> Exercise prompt: Where the records hold the string "expect", show the whole line it sits on.
--- Data for this exercise ---
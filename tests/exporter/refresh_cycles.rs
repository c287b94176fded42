/*
 * Copyright (C) 2026 The Argo CD Extra App Info Exporter Authors
 *
 * Licensed under the Apache License, Version 2.0 (the "License");
 * you may not use this file except in compliance with the License.
 * You may obtain a copy of the License at
 *
 * http://www.apache.org/licenses/LICENSE-2.0
 *
 * Unless required by applicable law or agreed to in writing, software
 * distributed under the License is distributed on an "AS IS" BASIS,
 * WITHOUT WARRANTIES OR CONDITIONS OF ANY KIND, either express or implied.
 * See the License for the specific language governing permissions and
 * limitations under the License.
 */

use std::collections::HashMap;
use std::sync::Arc;
use std::thread;

use argocd_extra_app_info_exporter::exporter::observability::metrics::AppInfoRegistry;

use crate::support::{harness, key, record, StubResponse};

#[tokio::test]
async fn excluded_revision_keeps_registry_empty() {
    let h = harness(
        vec![StubResponse::Records(vec![record("a", "app1", "p", "main")])],
        &["main"],
    );
    h.refresh.run_cycle().await;
    assert!(h.metrics.app_info().is_empty());
}

#[tokio::test]
async fn empty_revision_keeps_registry_empty() {
    let h = harness(
        vec![StubResponse::Records(vec![record("a", "app1", "p", "")])],
        &[],
    );
    h.refresh.run_cycle().await;
    assert!(h.metrics.app_info().is_empty());
}

#[tokio::test]
async fn included_application_becomes_one_series() {
    let h = harness(
        vec![StubResponse::Records(vec![record("a", "app1", "p", "v1")])],
        &[],
    );
    h.refresh.run_cycle().await;

    let snapshot = h.metrics.app_info().snapshot();
    assert_eq!(snapshot.len(), 1);
    assert_eq!(snapshot.get(&key("a", "app1", "p", "v1")), Some(&1.0));
}

#[tokio::test]
async fn fetch_failure_leaves_registry_untouched() {
    let h = harness(
        vec![
            StubResponse::Records(vec![record("a", "app1", "p", "v1")]),
            StubResponse::Failure("api unavailable"),
        ],
        &[],
    );
    h.refresh.run_cycle().await;
    let before = h.metrics.app_info().snapshot();

    h.refresh.run_cycle().await;
    let after = h.metrics.app_info().snapshot();
    assert_eq!(before.len(), after.len());
    assert!(after.contains_key(&key("a", "app1", "p", "v1")));
}

#[tokio::test]
async fn readiness_stays_degraded_until_a_cycle_succeeds() {
    let h = harness(
        vec![
            StubResponse::Failure("api unavailable"),
            StubResponse::Records(vec![record("a", "app1", "p", "v1")]),
        ],
        &[],
    );

    h.refresh.run_cycle().await;
    assert!(!h.health.readiness_report().is_ready());

    h.refresh.run_cycle().await;
    assert!(h.health.readiness_report().is_ready());
}

// A snapshot taken while cycles are being published must always equal one
// complete cycle's set, never a mix of two.
#[test]
fn snapshots_never_observe_a_partial_cycle() {
    let registry = Arc::new(AppInfoRegistry::default());

    let cycle_a: HashMap<_, _> = (0..8)
        .map(|i| (key("a", &format!("app{i}"), "p", "v1"), 1.0))
        .collect();
    let cycle_b: HashMap<_, _> = (0..8)
        .map(|i| (key("b", &format!("app{i}"), "q", "v2"), 1.0))
        .collect();

    registry.publish(cycle_a.clone());

    let writer = {
        let registry = Arc::clone(&registry);
        let cycle_a = cycle_a.clone();
        let cycle_b = cycle_b.clone();
        thread::spawn(move || {
            for _ in 0..500 {
                registry.publish(cycle_b.clone());
                registry.publish(cycle_a.clone());
            }
        })
    };

    let readers: Vec<_> = (0..4)
        .map(|_| {
            let registry = Arc::clone(&registry);
            let cycle_a = cycle_a.clone();
            let cycle_b = cycle_b.clone();
            thread::spawn(move || {
                for _ in 0..500 {
                    let snapshot = registry.snapshot();
                    assert!(
                        *snapshot == cycle_a || *snapshot == cycle_b,
                        "snapshot mixed two cycles: {} entries",
                        snapshot.len()
                    );
                }
            })
        })
        .collect();

    writer.join().expect("writer finished");
    for reader in readers {
        reader.join().expect("reader finished");
    }
}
---
> Output of the exercise:
    writer.join().expect("writer finished");
        reader.join().expect("reader finished");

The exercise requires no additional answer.